Диодем расстегнул воротник рубашки, который, казалось, душил его. Вытер тыльной стороной ладони лоб, покрытый потом, бросил на меня испуганный взгляд, перевел глаза на чашку, отпил из нее глоток, снова посмотрел на меня, бегло, опять опустил их и сказал почти шепотом:

– Но ты-то, Бродек… Ты-то?

XXXI

Я знаю, как страх может изменить человека.

Прежде мне это было неизвестно, но я узнал. В лагере. Я видел, как люди вопили, бились головой о каменную стену, бросались на колючую проволоку с острыми, как бритва, шипами. Видел, как они делают в штаны, блюют, полностью опустошают себя, извлекают из своего тела всякую жидкость, мокроты, газы. Я видел тех, кто молился, и других, кто отрекся от имени Божьего, осыпал его проклятьями, марал нечистотами. Я даже видел одного человека, умершего от страха. Однажды утром охранники, хорошенько позабавившись, выбрали его ближайшим кандидатом на повешение. И когда один из них остановился перед ним и сказал ему со смехом: «Du!», человек остался недвижим. Его лицо не выдало никакого волнения, никакого смятения, никакой мысли. А когда с лица охранника стала сползать ухмылка и он замахнулся своей палкой, человек рухнул замертво еще до того, как к нему прикоснулись.

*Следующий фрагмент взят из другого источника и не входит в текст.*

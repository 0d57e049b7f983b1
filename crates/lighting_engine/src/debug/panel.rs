//! Parameter panel
//!
//! Backing model for a debug GUI: every parameter has a name and a declared
//! range, out-of-range input is clamped, and registered callbacks see each
//! accepted change. The panel never touches lights or materials on its own;
//! `apply_to_light` and `apply_to_material` re-derive dependent values and
//! write them back in one step. Only parameters that were actually set are
//! written back, so a field whose starting value lies outside its slider
//! range keeps that value until someone edits it.

use std::collections::{HashMap, HashSet};
use std::fmt;

use crate::foundation::math::Vec3;
use crate::render::lighting::{Light, LightType};
use crate::render::material::Material;
use crate::render::{ParameterError, RenderResult};

/// Direction slider prefix (`direction.x`, `direction.y`, `direction.z`)
pub const DIRECTION: &str = "direction";
/// Position slider prefix (`position.x`, `position.y`, `position.z`)
pub const POSITION: &str = "position";
/// Light or diffuse color
pub const COLOR: &str = "color";
/// Light intensity
pub const INTENSITY: &str = "intensity";
/// Linear attenuation
pub const LINEAR_ATTENUATION: &str = "linear_attenuation";
/// Quadratic attenuation
pub const QUADRATIC_ATTENUATION: &str = "quadratic_attenuation";
/// Specular color
pub const SPECULAR_COLOR: &str = "specular_color";
/// Specular amount
pub const SPECULAR_AMOUNT: &str = "specular_amount";
/// Specular shininess
pub const SPECULAR_SHININESS: &str = "specular_shininess";

const AXES: [&str; 3] = ["x", "y", "z"];

/// Value reported to change callbacks
#[derive(Debug, Clone, Copy, PartialEq)]
pub enum ParameterValue {
    /// Numeric slider value
    Number(f32),
    /// RGB color, each channel in 0..1
    Color(Vec3),
}

/// Numeric slider
#[derive(Debug, Clone, PartialEq)]
pub struct NumericParameter {
    /// Parameter name
    pub name: String,
    /// Smallest accepted value
    pub min: f32,
    /// Largest accepted value
    pub max: f32,
    /// Increment for `nudge`
    pub step: f32,
    /// Current value, always within `min..=max`
    pub value: f32,
}

impl NumericParameter {
    /// Declare a slider; the initial value is clamped into range
    pub fn new(
        name: impl Into<String>,
        min: f32,
        max: f32,
        step: f32,
        value: f32,
    ) -> Result<Self, ParameterError> {
        let name = name.into();
        if !(min <= max && step > 0.0 && min.is_finite() && max.is_finite()) {
            return Err(ParameterError::OutOfRange {
                name,
                reason: format!("invalid range {min}..={max} with step {step}"),
            });
        }
        let mut parameter = Self {
            name,
            min,
            max,
            step,
            value: min,
        };
        parameter.value = parameter.clamp(value)?;
        Ok(parameter)
    }

    /// Clamp into range, rejecting NaN
    pub fn clamp(&self, value: f32) -> Result<f32, ParameterError> {
        if value.is_nan() {
            return Err(ParameterError::OutOfRange {
                name: self.name.clone(),
                reason: "value is not a number".to_string(),
            });
        }
        Ok(value.clamp(self.min, self.max))
    }
}

/// RGB color picker
#[derive(Debug, Clone, PartialEq)]
pub struct ColorParameter {
    /// Parameter name
    pub name: String,
    /// Current color, each channel in 0..1
    pub value: Vec3,
}

impl ColorParameter {
    /// Declare a color picker; channels are clamped to 0..1
    pub fn new(name: impl Into<String>, value: Vec3) -> Result<Self, ParameterError> {
        let name = name.into();
        let value = clamp_color(&name, &value)?;
        Ok(Self { name, value })
    }
}

fn clamp_color(name: &str, value: &Vec3) -> Result<Vec3, ParameterError> {
    if value.iter().any(|c| c.is_nan()) {
        return Err(ParameterError::OutOfRange {
            name: name.to_string(),
            reason: "color channel is not a number".to_string(),
        });
    }
    Ok(value.map(|c| c.clamp(0.0, 1.0)))
}

#[derive(Debug, Clone, PartialEq)]
enum Entry {
    Number(NumericParameter),
    Color(ColorParameter),
}

impl Entry {
    fn name(&self) -> &str {
        match self {
            Self::Number(p) => &p.name,
            Self::Color(p) => &p.name,
        }
    }
}

type ChangeCallback = Box<dyn FnMut(&str, ParameterValue)>;

/// Named, range-checked parameters with change callbacks
pub struct ParameterPanel {
    title: String,
    entries: Vec<Entry>,
    index: HashMap<String, usize>,
    edited: HashSet<String>,
    callbacks: Vec<ChangeCallback>,
}

impl fmt::Debug for ParameterPanel {
    fn fmt(&self, f: &mut fmt::Formatter<'_>) -> fmt::Result {
        f.debug_struct("ParameterPanel")
            .field("title", &self.title)
            .field("entries", &self.entries)
            .field("edited", &self.edited)
            .field("callbacks", &self.callbacks.len())
            .finish()
    }
}

impl ParameterPanel {
    /// Create an empty panel
    pub fn new(title: impl Into<String>) -> Self {
        Self {
            title: title.into(),
            entries: Vec::new(),
            index: HashMap::new(),
            edited: HashSet::new(),
            callbacks: Vec::new(),
        }
    }

    /// Panel title
    pub fn title(&self) -> &str {
        &self.title
    }

    /// Parameter names in declaration order
    pub fn names(&self) -> impl Iterator<Item = &str> {
        self.entries.iter().map(Entry::name)
    }

    /// Number of parameters
    pub fn len(&self) -> usize {
        self.entries.len()
    }

    /// True when nothing is declared
    pub fn is_empty(&self) -> bool {
        self.entries.is_empty()
    }

    fn insert(&mut self, entry: Entry) -> Result<(), ParameterError> {
        let name = entry.name().to_string();
        if self.index.contains_key(&name) {
            return Err(ParameterError::OutOfRange {
                name,
                reason: "parameter already declared".to_string(),
            });
        }
        self.index.insert(name, self.entries.len());
        self.entries.push(entry);
        Ok(())
    }

    /// Declare a numeric slider
    pub fn add_number(&mut self, parameter: NumericParameter) -> Result<(), ParameterError> {
        self.insert(Entry::Number(parameter))
    }

    /// Declare a color picker
    pub fn add_color(&mut self, parameter: ColorParameter) -> Result<(), ParameterError> {
        self.insert(Entry::Color(parameter))
    }

    /// Builder form of [`add_number`](Self::add_number)
    pub fn with_number(
        mut self,
        name: impl Into<String>,
        min: f32,
        max: f32,
        step: f32,
        value: f32,
    ) -> Result<Self, ParameterError> {
        self.add_number(NumericParameter::new(name, min, max, step, value)?)?;
        Ok(self)
    }

    /// Builder form of [`add_color`](Self::add_color)
    pub fn with_color(mut self, name: impl Into<String>, value: Vec3) -> Result<Self, ParameterError> {
        self.add_color(ColorParameter::new(name, value)?)?;
        Ok(self)
    }

    /// Register a callback run after every accepted change
    pub fn on_change(&mut self, callback: impl FnMut(&str, ParameterValue) + 'static) {
        self.callbacks.push(Box::new(callback));
    }

    /// Numeric slider declaration
    pub fn parameter(&self, name: &str) -> Option<&NumericParameter> {
        match self.index.get(name).map(|&i| &self.entries[i]) {
            Some(Entry::Number(p)) => Some(p),
            _ => None,
        }
    }

    /// Current numeric value
    pub fn number(&self, name: &str) -> Option<f32> {
        self.parameter(name).map(|p| p.value)
    }

    /// Current color
    pub fn color(&self, name: &str) -> Option<Vec3> {
        match self.index.get(name).map(|&i| &self.entries[i]) {
            Some(Entry::Color(p)) => Some(p.value),
            _ => None,
        }
    }

    /// The three `prefix.x`, `prefix.y`, `prefix.z` sliders as one vector
    pub fn vector(&self, prefix: &str) -> Option<Vec3> {
        let [x, y, z] = AXES.map(|axis| self.number(&format!("{prefix}.{axis}")));
        Some(Vec3::new(x?, y?, z?))
    }

    /// Whether `name` has been set since the panel was built
    pub fn is_edited(&self, name: &str) -> bool {
        self.edited.contains(name)
    }

    fn edited_number(&self, name: &str) -> Option<f32> {
        self.number(name).filter(|_| self.is_edited(name))
    }

    fn edited_color(&self, name: &str) -> Option<Vec3> {
        self.color(name).filter(|_| self.is_edited(name))
    }

    /// Overwrite the components of `target` whose `prefix.axis` slider was set
    fn write_edited_axes(&self, prefix: &str, target: &mut Vec3) {
        for (axis, component) in AXES.iter().zip(target.iter_mut()) {
            if let Some(value) = self.edited_number(&format!("{prefix}.{axis}")) {
                *component = value;
            }
        }
    }

    fn unknown(name: &str) -> ParameterError {
        ParameterError::OutOfRange {
            name: name.to_string(),
            reason: "no such parameter".to_string(),
        }
    }

    fn notify(&mut self, name: &str, value: ParameterValue) {
        log::debug!("Panel '{}': {} = {:?}", self.title, name, value);
        for callback in &mut self.callbacks {
            callback(name, value);
        }
    }

    /// Set a numeric parameter, clamping into its range
    ///
    /// Returns the value actually stored.
    pub fn set(&mut self, name: &str, value: f32) -> Result<f32, ParameterError> {
        let Some(&i) = self.index.get(name) else {
            return Err(Self::unknown(name));
        };
        let Entry::Number(parameter) = &mut self.entries[i] else {
            return Err(ParameterError::OutOfRange {
                name: name.to_string(),
                reason: "parameter is a color".to_string(),
            });
        };
        let clamped = parameter.clamp(value)?;
        parameter.value = clamped;
        self.edited.insert(name.to_string());
        self.notify(name, ParameterValue::Number(clamped));
        Ok(clamped)
    }

    /// Move a numeric parameter by `steps` increments
    pub fn nudge(&mut self, name: &str, steps: i32) -> Result<f32, ParameterError> {
        let parameter = self.parameter(name).ok_or_else(|| Self::unknown(name))?;
        let target = parameter.value + parameter.step * steps as f32;
        self.set(name, target)
    }

    /// Set a color parameter, clamping each channel to 0..1
    pub fn set_color(&mut self, name: &str, value: Vec3) -> Result<Vec3, ParameterError> {
        let Some(&i) = self.index.get(name) else {
            return Err(Self::unknown(name));
        };
        let Entry::Color(parameter) = &mut self.entries[i] else {
            return Err(ParameterError::OutOfRange {
                name: name.to_string(),
                reason: "parameter is numeric".to_string(),
            });
        };
        let clamped = clamp_color(name, &value)?;
        parameter.value = clamped;
        self.edited.insert(name.to_string());
        self.notify(name, ParameterValue::Color(clamped));
        Ok(clamped)
    }

    /// Write the panel's light parameters into `light`
    ///
    /// Only parameters that were set are written. The result is validated
    /// and its direction renormalized before anything is stored, so a zero
    /// direction leaves `light` untouched.
    pub fn apply_to_light(&self, light: &mut Light) -> RenderResult<()> {
        let mut candidate = light.clone();
        self.write_edited_axes(DIRECTION, &mut candidate.direction);
        self.write_edited_axes(POSITION, &mut candidate.position);
        if let Some(color) = self.edited_color(COLOR) {
            candidate.color = color;
        }
        if let Some(intensity) = self.edited_number(INTENSITY) {
            candidate.intensity = intensity;
        }
        if let Some(linear) = self.edited_number(LINEAR_ATTENUATION) {
            candidate.linear_attenuation = linear;
        }
        if let Some(quadratic) = self.edited_number(QUADRATIC_ATTENUATION) {
            candidate.quadratic_attenuation = quadratic;
        }
        candidate.prepare()?;
        *light = candidate;
        Ok(())
    }

    /// Write the panel's material parameters into `material`
    ///
    /// Colors keep the material's existing alpha.
    pub fn apply_to_material(&self, material: &mut Material) -> Result<(), ParameterError> {
        let mut candidate = material.clone();
        if let Some(color) = self.edited_color(COLOR) {
            candidate.color = color.push(material.color.w);
        }
        if let Some(color) = self.edited_color(SPECULAR_COLOR) {
            candidate.specular_color = color.push(material.specular_color.w);
        }
        if let Some(amount) = self.edited_number(SPECULAR_AMOUNT) {
            candidate.specular_amount = amount;
        }
        if let Some(shininess) = self.edited_number(SPECULAR_SHININESS) {
            candidate.specular_shininess = shininess;
        }
        candidate.validate()?;
        *material = candidate;
        Ok(())
    }
}

fn add_vector(
    panel: &mut ParameterPanel,
    prefix: &str,
    value: &Vec3,
    min: f32,
    max: f32,
    step: f32,
) -> Result<(), ParameterError> {
    for (axis, component) in AXES.iter().zip(value.iter()) {
        panel.add_number(NumericParameter::new(
            format!("{prefix}.{axis}"),
            min,
            max,
            step,
            *component,
        )?)?;
    }
    Ok(())
}

/// Panel for a directional light: direction components in [-1, 1]
pub fn light_direction_panel(light: &Light) -> Result<ParameterPanel, ParameterError> {
    let mut panel = ParameterPanel::new(light.name.clone());
    add_vector(&mut panel, DIRECTION, &light.direction, -1.0, 1.0, 0.01)?;
    panel
        .with_color(COLOR, light.color)?
        .with_number(INTENSITY, 0.0, 10.0, 0.1, light.intensity)
}

/// Panel for a point light: position, color, intensity and falloff
pub fn point_light_panel(light: &Light) -> Result<ParameterPanel, ParameterError> {
    if light.light_type != LightType::Point {
        return Err(ParameterError::OutOfRange {
            name: light.name.clone(),
            reason: "not a point light".to_string(),
        });
    }
    let mut panel = ParameterPanel::new(light.name.clone());
    add_vector(&mut panel, POSITION, &light.position, -10.0, 10.0, 0.1)?;
    panel
        .with_color(COLOR, light.color)?
        .with_number(INTENSITY, 0.0, 10.0, 0.1, light.intensity)?
        .with_number(LINEAR_ATTENUATION, 0.0, 1.0, 0.001, light.linear_attenuation)?
        .with_number(QUADRATIC_ATTENUATION, 0.0, 0.1, 0.0001, light.quadratic_attenuation)
}

/// Panel for a material: shininess in [1, 100], amount in [0, 10]
pub fn material_panel(material: &Material) -> Result<ParameterPanel, ParameterError> {
    ParameterPanel::new("material")
        .with_color(COLOR, material.color.xyz())?
        .with_color(SPECULAR_COLOR, material.specular_color.xyz())?
        .with_number(SPECULAR_AMOUNT, 0.0, 10.0, 0.1, material.specular_amount)?
        .with_number(SPECULAR_SHININESS, 1.0, 100.0, 1.0, material.specular_shininess)
}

Лагерь научил меня парадоксу: человек велик, но мы никогда не бываем на высоте самих себя. Эта невозможность неотделима от нашей природы. Совершая головокружительное путешествие вниз, преодолевая одну за одной ступени гнусной лестницы, ведущей в глубь Kazerskwir, я двигался не только к отрицанию собственной личности, но и к полному осознанию мотиваций моих палачей, равно и тех, кто им меня выдал. А это в некотором роде было уже наметкой прощения.

Превратил меня в жертву именно испытанный другими страх – гораздо более, нежели ненависть или любое другое чувство. Как раз потому, что страх схватил некоторых за горло, я и был отдан палачам, а этих самых палачей, этих людей, которые когда-то были такими же, как я, превратил в чудовищ тоже страх, заставив прорасти в них семена зла, которые они несли в себе – как и все мы.